Figuring it was just about time for us both to suck it up and stop wallowing—or, at least, to make a show of it, I cleared my throat and forced a wooden smile. “Hey, Kit-Kat …”
I waited for her to glance my way. I could practically see the dark cloud raining down on her.
“I’m going to head down and check on Tarsi. Come with me?” The four-year-old was still comatose, but neither Neffe nor Aset could say for certain whether Tarset could or couldn’t sense us when we visited her. I chose to assume she knew we were there and therefore visited her often, sometimes reading to her, sometimes just talking to her, and sometimes simply sitting there, holding her hand. It helped to pass the time. But even more so, it felt right.
Kat’s long mane of curly chestnut hair was knotted into a messy bun atop her head, and the stray curls sticking out here and there would’ve lent her a wild, wacky appearance had the usual sparkle shone in her brown eyes.
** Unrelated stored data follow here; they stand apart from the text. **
//! Feature-document corpus port.

/// One feature document: full text plus a display name or path.
#[derive(Debug, Clone)]
pub struct FeatureDocument {
    /// Display name or path of the document.
    pub name: String,
    /// The document's full text content.
    pub content: String,
}

/// Supplies the ordered sequence of feature documents to scan.
///
/// How the documents are acquired (filesystem walk, project index) is the
/// adapter's concern; the locator only iterates, in the order given.
pub trait FeatureCorpus: Send + Sync {
    /// Returns the documents in scan order.
    ///
    /// # Errors
    ///
    /// Returns an error if the corpus cannot be enumerated or read.
    fn documents(&self) -> Result<Vec<FeatureDocument>, Box<dyn std::error::Error + Send + Sync>>;
}
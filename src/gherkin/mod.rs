//! Scenario records and the line-level vocabulary of feature documents.
//!
//! The locator works on plain text, one top-to-bottom pass per document;
//! the helpers here classify individual lines (headers, steps, tags,
//! table rows) without building a full syntax tree.

pub mod locator;
pub mod matcher;

use std::collections::BTreeSet;

use serde::{Deserialize, Serialize};

/// Leading grammatical keywords a step phrase may start with.
pub(crate) const STEP_KEYWORDS: &[&str] = &["Given", "When", "Then", "And", "But", "*"];

/// Structured result of locating the scenario that declared a failed step.
#[derive(Debug, Clone, PartialEq, Eq, Serialize, Deserialize)]
pub struct ScenarioRecord {
    /// Name of the enclosing feature.
    pub feature_name: String,
    /// Name of the scenario (the template name for outlines).
    pub scenario_name: String,
    /// Step phrases in declaration order, background steps prepended.
    pub steps: Vec<String>,
    /// Tags attached to the scenario, without ordering.
    pub tags: BTreeSet<String>,
    /// Path or display name of the feature document.
    pub source_file: String,
    /// One-based line of the scenario header.
    pub line: u32,
    /// The scenario's full text as it appears in the document.
    pub text: String,
    /// Raw background lines, verbatim.
    pub background_text: String,
    /// Raw data-table rows belonging to the scenario's steps.
    pub data_table_rows: Vec<String>,
    /// Parsed examples-table rows; retained only for outlines.
    pub examples: Vec<Vec<String>>,
    /// `true` when the scenario is an outline with templated steps.
    pub is_outline: bool,
}

/// Tokenizes a tag line (`@smoke @login`) into its tags. Returns an empty
/// vector for lines not starting with the tag sigil.
pub(crate) fn parse_tags(line: &str) -> Vec<String> {
    let trimmed = line.trim();
    if !trimmed.starts_with('@') {
        return Vec::new();
    }
    trimmed
        .split_whitespace()
        .filter(|token| token.starts_with('@'))
        .map(ToString::to_string)
        .collect()
}

/// Splits a table row (`| a | b |`) on the column delimiter, trimming
/// cells and discarding empty ones.
pub(crate) fn parse_table_row(line: &str) -> Vec<String> {
    line.trim()
        .split('|')
        .map(str::trim)
        .filter(|cell| !cell.is_empty())
        .map(ToString::to_string)
        .collect()
}

/// Returns `true` when the line is a table row.
pub(crate) fn is_table_row(line: &str) -> bool {
    line.trim().starts_with('|')
}

/// Returns `true` when the line is a step (starts with a step keyword).
pub(crate) fn is_step_line(line: &str) -> bool {
    let trimmed = line.trim();
    STEP_KEYWORDS.iter().any(|keyword| {
        trimmed
            .strip_prefix(keyword)
            .is_some_and(|rest| rest.is_empty() || rest.starts_with(char::is_whitespace))
    })
}

/// Extracts the name from a `Prefix: name` header line.
pub(crate) fn header_value<'a>(line: &'a str, prefix: &str) -> Option<&'a str> {
    line.trim().strip_prefix(prefix)?.strip_prefix(':').map(str::trim)
}

/// Recognizes a scenario header; returns the name and whether it opens an
/// outline.
pub(crate) fn scenario_header(line: &str) -> Option<(String, bool)> {
    if let Some(name) = header_value(line, "Scenario Outline") {
        return Some((name.to_string(), true));
    }
    if let Some(name) = header_value(line, "Scenario Template") {
        return Some((name.to_string(), true));
    }
    if let Some(name) = header_value(line, "Scenario") {
        return Some((name.to_string(), false));
    }
    None
}

/// Returns `true` for an `Examples:` (or legacy `Scenarios:`) header.
pub(crate) fn is_examples_header(line: &str) -> bool {
    header_value(line, "Examples").is_some() || header_value(line, "Scenarios").is_some()
}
But the glassy, dull gleam, the faraway stare despite looking directly at me, made her simply look wrung-out.
“Sure,” she said with a halfhearted shrug.
Stretching and groaning, I hauled myself up off the sofa, earning disinterested glances from the cats for disturbing their sunbathing. Kat rose as well and had to fish around the floor for a moment to recapture her lost slipper. She dragged her feet as she followed me into the entryway, the rubber bottoms of her slippers marking her path with a shsh-shsh-shsh.
“Lex!”
I sucked in a breath and clutched at my chest with one hand, flinging my other arm out in front of Kat like my mom always did when she had to brake suddenly.